The alert comes as the supermarket giant Tesco outlined plans to slash the exchange rate for its rewards cards from December.
The retailer — which uses the marketing slogan Every Little Helps — has said the changes will help improve its loyalty card offering. But furious customers have criticised the company for depriving them of perks at a time of severe economic crisis.
In a further blow to consumers, from November 1 they will only get one point for every £2 fuel spend, rather than two points.
Northern Ireland’s leading retail expert Donald McFetridge accused Tesco of abandoning its customers in their hour of need.
“This is a very negative move, particularly in light of the circumstances people now find themselves in,” the University of Ulster guru said.
“It represents a painful scourge for customers, particularly in the run-up to Christmas.”
At present, cardholders get rewards worth four times their value when trading in Clubcard points.
But from December 6, this rate will be cut back to three times, offering hard-pressed consumers less bang for their buck.
Regarded as one of the most generous reward schemes, the loyalty card currently gives shoppers two points for every pound spent in store.
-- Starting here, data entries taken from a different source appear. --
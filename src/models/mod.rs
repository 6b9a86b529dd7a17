pub mod certificate;
pub mod roster;

pub use certificate::{
    CertificateResponse, MESSAGE_INTERNAL_FAILURE, MESSAGE_NOT_FOUND, MESSAGE_PARTICIPANT_REQUIRED,
    MESSAGE_SUCCESS, MESSAGE_TEAM_REQUIRED, VerificationInput,
};
pub use roster::{RosterRecord, RosterSnapshot};
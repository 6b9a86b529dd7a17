//! Configuration default values
//!
//! Layout geometry defaults live next to the layout engine in
//! `crate::layout`; this module covers file locations and roster behaviour.
use std::time::Duration;

// Config file
pub const DEFAULT_CONFIG_FILE: &str = "config.toml";
pub const CONFIG_FILE_ENV: &str = "CONFIG_FILE";

// Roster defaults
pub const DEFAULT_ROSTER_PATH: &str = "./data/roster.xlsx";
pub const DEFAULT_ROSTER_TTL: Duration = Duration::from_secs(5 * 60);
pub const DEFAULT_PARTICIPANT_COLUMN: &str = "Participant Name";
pub const DEFAULT_TEAM_COLUMN: &str = "Team Name";
pub const DEFAULT_ORGANIZATION_COLUMN: &str = "Organization Name";

// Certificate asset defaults
pub const DEFAULT_TEMPLATE_PATH: &str = "./data/certificate_template.pdf";
pub const DEFAULT_FONT_PATH: &str = "./data/fonts/certificate.ttf";
pub const DEFAULT_CACHE_ASSETS: bool = false;
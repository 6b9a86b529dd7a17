//! Horizontal centering and vertical placement of fitted text

use serde::Serialize;
use tracing::{debug, warn};

use super::{CertificateLayout, LayoutSpec, OverflowPolicy, Rgb, fit_font_size};
use crate::errors::{CertificateError, CertificateResult};
use crate::models::RosterRecord;
use crate::rendering::{PageSize, TextMeasure};

/// A layout element resolved to a concrete size and position
#[derive(Debug, Clone, PartialEq, Serialize)]
pub struct PlacedText {
    pub text: String,
    pub font_size: u32,
    pub x: f32,
    pub y: f32,
    pub width: f32,
    pub color: Rgb,
    pub overflowed: bool,
}

/// Left edge that centres a run of `width` on the page, plus `offset`
pub fn center_x(page_width: f32, width: f32, offset: f32) -> f32 {
    (page_width - width) / 2.0 + offset
}

/// Fit and place a single element on a canvas
pub fn place<M>(spec: &LayoutSpec, canvas: &M, max_width_fraction: f32) -> PlacedText
where
    M: TextMeasure + ?Sized,
{
    let PageSize { width: page_width, height: page_height } = canvas.page_size();
    let max_width = page_width * max_width_fraction;

    let fit = fit_font_size(spec.initial_font_size, spec.min_font_size, max_width, |size| {
        canvas.text_width(&spec.text, size as f32)
    });

    debug!(
        font_size = fit.font_size,
        width = fit.width,
        max_width,
        steps = fit.steps,
        "Fitted certificate text"
    );

    PlacedText {
        text: spec.text.clone(),
        font_size: fit.font_size,
        x: center_x(page_width, fit.width, spec.horizontal_offset),
        y: page_height * spec.vertical_fraction,
        width: fit.width,
        color: spec.color,
        overflowed: fit.overflowed,
    }
}

/// Fit and place every element of `layout` for `record`
///
/// Under [`OverflowPolicy::Reject`] the first element that still overflows
/// at its floor size fails the whole plan.
pub fn plan_layout<M>(
    layout: &CertificateLayout,
    record: &RosterRecord,
    canvas: &M,
) -> CertificateResult<Vec<PlacedText>>
where
    M: TextMeasure + ?Sized,
{
    let max_width = canvas.page_size().width * layout.max_width_fraction;

    layout
        .specs_for(record)
        .iter()
        .map(|spec| {
            let placed = place(spec, canvas, layout.max_width_fraction);
            if placed.overflowed {
                match layout.overflow {
                    OverflowPolicy::Tolerate => {
                        warn!(
                            font_size = placed.font_size,
                            width = placed.width,
                            max_width,
                            "Certificate text overflows at minimum font size"
                        );
                    }
                    OverflowPolicy::Reject => {
                        return Err(CertificateError::Layout {
                            text: placed.text,
                            font_size: placed.font_size,
                            width: placed.width,
                            max_width,
                        });
                    }
                }
            }
            Ok(placed)
        })
        .collect()
}
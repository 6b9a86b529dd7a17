use anyhow::{Context, Result};
use base64::Engine;
use base64::engine::general_purpose::STANDARD;
use clap::Parser;
use std::path::PathBuf;
use std::process::ExitCode;
use std::sync::Arc;
use tracing::info;
use tracing_subscriber::{layer::SubscriberExt, util::SubscriberInitExt};

use certificate_verifier::{
    config::Config,
    models::VerificationInput,
    rendering::PdfRenderBackend,
    services::{AssetStore, CertificateService, RosterCache},
    sources::SpreadsheetRosterSource,
    utils::SystemClock,
};

#[derive(Parser)]
#[command(name = "certificate-verifier")]
#[command(version)]
#[command(about = "Verify a participant against the roster and render their certificate")]
#[command(long_about = None)]
struct Cli {
    /// Configuration file path [default: $CONFIG_FILE, then config.toml]
    #[arg(short, long, value_name = "FILE")]
    config: Option<PathBuf>,

    /// Participant name as entered by the caller
    #[arg(short, long)]
    participant: String,

    /// Team name as entered by the caller
    #[arg(short, long)]
    team: String,

    /// Also write the decoded certificate PDF to this file
    #[arg(short, long, value_name = "FILE")]
    output: Option<PathBuf>,

    /// Print the full response as JSON
    #[arg(long)]
    json: bool,

    /// Roster workbook (overrides config file)
    #[arg(short, long, value_name = "FILE")]
    roster: Option<PathBuf>,

    /// Log level
    #[arg(short = 'v', long, default_value = "info")]
    log_level: String,
}

#[tokio::main]
async fn main() -> Result<ExitCode> {
    let cli = Cli::parse();

    let log_filter = format!("certificate_verifier={}", cli.log_level);
    tracing_subscriber::registry()
        .with(
            tracing_subscriber::EnvFilter::try_from_default_env()
                .unwrap_or_else(|_| log_filter.into()),
        )
        .with(tracing_subscriber::fmt::layer().with_writer(std::io::stderr))
        .init();

    info!("Starting certificate verifier v{}", env!("CARGO_PKG_VERSION"));

    let mut config = match &cli.config {
        Some(path) => {
            let config = Config::load_from_file(path)?;
            info!("Configuration loaded from: {}", path.display());
            config
        }
        None => Config::load()?,
    };

    if let Some(roster) = cli.roster {
        config.roster.path = roster;
    }

    let source = SpreadsheetRosterSource::new(&config.roster.path, config.roster.columns());
    let roster = Arc::new(
        RosterCache::new(Arc::new(source), Arc::new(SystemClock), config.roster.ttl)
            .with_policy(config.roster.stale_policy),
    );

    let assets = if config.certificate.cache_assets {
        AssetStore::preloaded(&config.certificate.template_path, &config.certificate.font_path)
            .await
            .context("Failed to load certificate assets")?
    } else {
        AssetStore::on_disk(&config.certificate.template_path, &config.certificate.font_path)
    };

    let service = CertificateService::new(
        roster,
        Arc::new(PdfRenderBackend),
        assets,
        config.certificate.layout(),
    );

    let response = service
        .verify_and_generate_certificate(VerificationInput::new(cli.participant, cli.team))
        .await;

    if let (Some(path), Some(artifact)) = (&cli.output, &response.artifact) {
        let document = STANDARD
            .decode(artifact)
            .context("Certificate artifact is not valid base64")?;
        tokio::fs::write(path, document)
            .await
            .with_context(|| format!("Failed to write certificate to {}", path.display()))?;
        info!("Certificate written to {}", path.display());
    }

    if cli.json {
        println!("{}", serde_json::to_string_pretty(&response)?);
    } else if let Some(message) = &response.message {
        println!("{message}");
    }

    Ok(if response.success {
        ExitCode::SUCCESS
    } else {
        ExitCode::FAILURE
    })
}
//! Centralized error handling for the certificate verifier
//!
//! # Error Categories
//!
//! - **Roster Errors**: the external roster source is unreadable, unparsable
//!   or missing required columns
//! - **Render Errors**: template/font loading and document serialization
//! - **Certificate Errors**: the request-level taxonomy (validation, not
//!   found, data source, template, render, layout)

pub mod types;

pub use types::*;

/// Convenience type alias for request-level results
pub type CertificateResult<T> = Result<T, CertificateError>;

/// Convenience type alias for roster source results
pub type RosterResult<T> = Result<T, RosterError>;

/// Convenience type alias for rendering backend results
pub type RenderResult<T> = Result<T, RenderError>;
This “double points” offer started in August 2009, with Tesco claiming to have no plans to stop the promotion.
One angry Belfast woman said: “It’s awful to see one of the biggest companies in the UK punishing their customers, especially at Christmas when money is already tight — and that’s without taking into account the added pressures of the economic downturn this year.”
Drivers who use a Tesco credit card to pay for fuel will still be able to earn two points for every £2 spent, according to the supermarket, who said it has modified the rewards rate to make the scheme more appealing to future trading partners.
A spokeswoman for the company also said that any savings made as a result of the rule changes will be invested back into the scheme.
She added: “We’re very confident that even with these adjustments, the vast majority of customers are still better off than they were before we launched the double points.”
Tesco is the only supermarket chain to run its own loyalty scheme — Sainsbury's, for example, is part of the Nectar network.
Martin Lewis of MoneySavingExpert.com said anyone with a points stash should take advantage and “pounce” before the December deadline.